Task description:
The data below holds a line containing "primary management host." and a line containing "pub const ALL: [HostTag;"; please quote exactly those two lines and every line between them, and nothing else.

Records from a data collection
------------------------------------------------------------
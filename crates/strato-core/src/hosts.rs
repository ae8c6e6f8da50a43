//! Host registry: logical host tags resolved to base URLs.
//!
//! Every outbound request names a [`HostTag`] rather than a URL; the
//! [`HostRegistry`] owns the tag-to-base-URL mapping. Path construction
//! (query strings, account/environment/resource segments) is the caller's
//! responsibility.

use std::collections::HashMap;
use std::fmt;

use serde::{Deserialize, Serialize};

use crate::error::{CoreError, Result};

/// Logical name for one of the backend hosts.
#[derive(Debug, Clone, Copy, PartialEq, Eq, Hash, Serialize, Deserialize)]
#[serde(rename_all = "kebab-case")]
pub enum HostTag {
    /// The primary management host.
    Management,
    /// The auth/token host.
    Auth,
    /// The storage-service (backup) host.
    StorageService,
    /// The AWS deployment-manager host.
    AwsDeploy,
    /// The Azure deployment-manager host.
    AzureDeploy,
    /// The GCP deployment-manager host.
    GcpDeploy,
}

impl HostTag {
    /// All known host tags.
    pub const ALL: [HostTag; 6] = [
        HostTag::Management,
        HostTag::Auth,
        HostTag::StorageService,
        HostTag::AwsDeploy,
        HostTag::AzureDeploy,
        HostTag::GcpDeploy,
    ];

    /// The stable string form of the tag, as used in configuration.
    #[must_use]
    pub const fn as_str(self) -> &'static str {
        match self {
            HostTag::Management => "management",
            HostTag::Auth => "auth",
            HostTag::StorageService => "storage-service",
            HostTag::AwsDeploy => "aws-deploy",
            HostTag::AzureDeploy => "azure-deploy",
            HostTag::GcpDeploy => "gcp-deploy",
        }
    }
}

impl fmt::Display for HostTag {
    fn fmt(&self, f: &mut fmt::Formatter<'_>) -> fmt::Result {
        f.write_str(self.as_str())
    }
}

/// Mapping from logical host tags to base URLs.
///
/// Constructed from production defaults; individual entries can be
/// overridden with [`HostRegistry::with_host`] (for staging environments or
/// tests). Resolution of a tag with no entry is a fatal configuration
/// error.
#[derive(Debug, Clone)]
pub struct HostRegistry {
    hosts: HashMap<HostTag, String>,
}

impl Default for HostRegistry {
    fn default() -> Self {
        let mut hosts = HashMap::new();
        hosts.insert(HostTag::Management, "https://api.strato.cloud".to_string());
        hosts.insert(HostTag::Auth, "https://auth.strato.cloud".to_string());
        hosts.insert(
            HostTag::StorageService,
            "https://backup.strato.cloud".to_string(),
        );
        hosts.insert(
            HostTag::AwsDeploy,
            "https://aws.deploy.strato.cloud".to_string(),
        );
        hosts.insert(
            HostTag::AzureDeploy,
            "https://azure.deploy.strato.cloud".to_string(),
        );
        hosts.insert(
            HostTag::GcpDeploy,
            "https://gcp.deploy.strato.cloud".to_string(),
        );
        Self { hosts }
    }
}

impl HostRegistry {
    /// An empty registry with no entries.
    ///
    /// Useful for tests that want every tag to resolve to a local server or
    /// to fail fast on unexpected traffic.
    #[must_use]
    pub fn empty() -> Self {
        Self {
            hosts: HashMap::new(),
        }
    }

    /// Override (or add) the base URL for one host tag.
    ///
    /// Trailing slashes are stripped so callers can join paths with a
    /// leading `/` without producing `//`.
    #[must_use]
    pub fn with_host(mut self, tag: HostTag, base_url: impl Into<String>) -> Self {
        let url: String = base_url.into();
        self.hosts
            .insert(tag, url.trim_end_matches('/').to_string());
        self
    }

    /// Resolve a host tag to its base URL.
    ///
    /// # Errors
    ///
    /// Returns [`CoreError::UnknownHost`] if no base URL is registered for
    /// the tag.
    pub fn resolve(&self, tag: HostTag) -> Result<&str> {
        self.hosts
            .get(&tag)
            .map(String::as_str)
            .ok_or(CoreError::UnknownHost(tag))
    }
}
------------------------------------------------------------
Answer section:
    /// The primary management host.
    Management,
    /// The auth/token host.
    Auth,
    /// The storage-service (backup) host.
    StorageService,
    /// The AWS deployment-manager host.
    AwsDeploy,
    /// The Azure deployment-manager host.
    AzureDeploy,
    /// The GCP deployment-manager host.
    GcpDeploy,
}

impl HostTag {
    /// All known host tags.
    pub const ALL: [HostTag; 6] = [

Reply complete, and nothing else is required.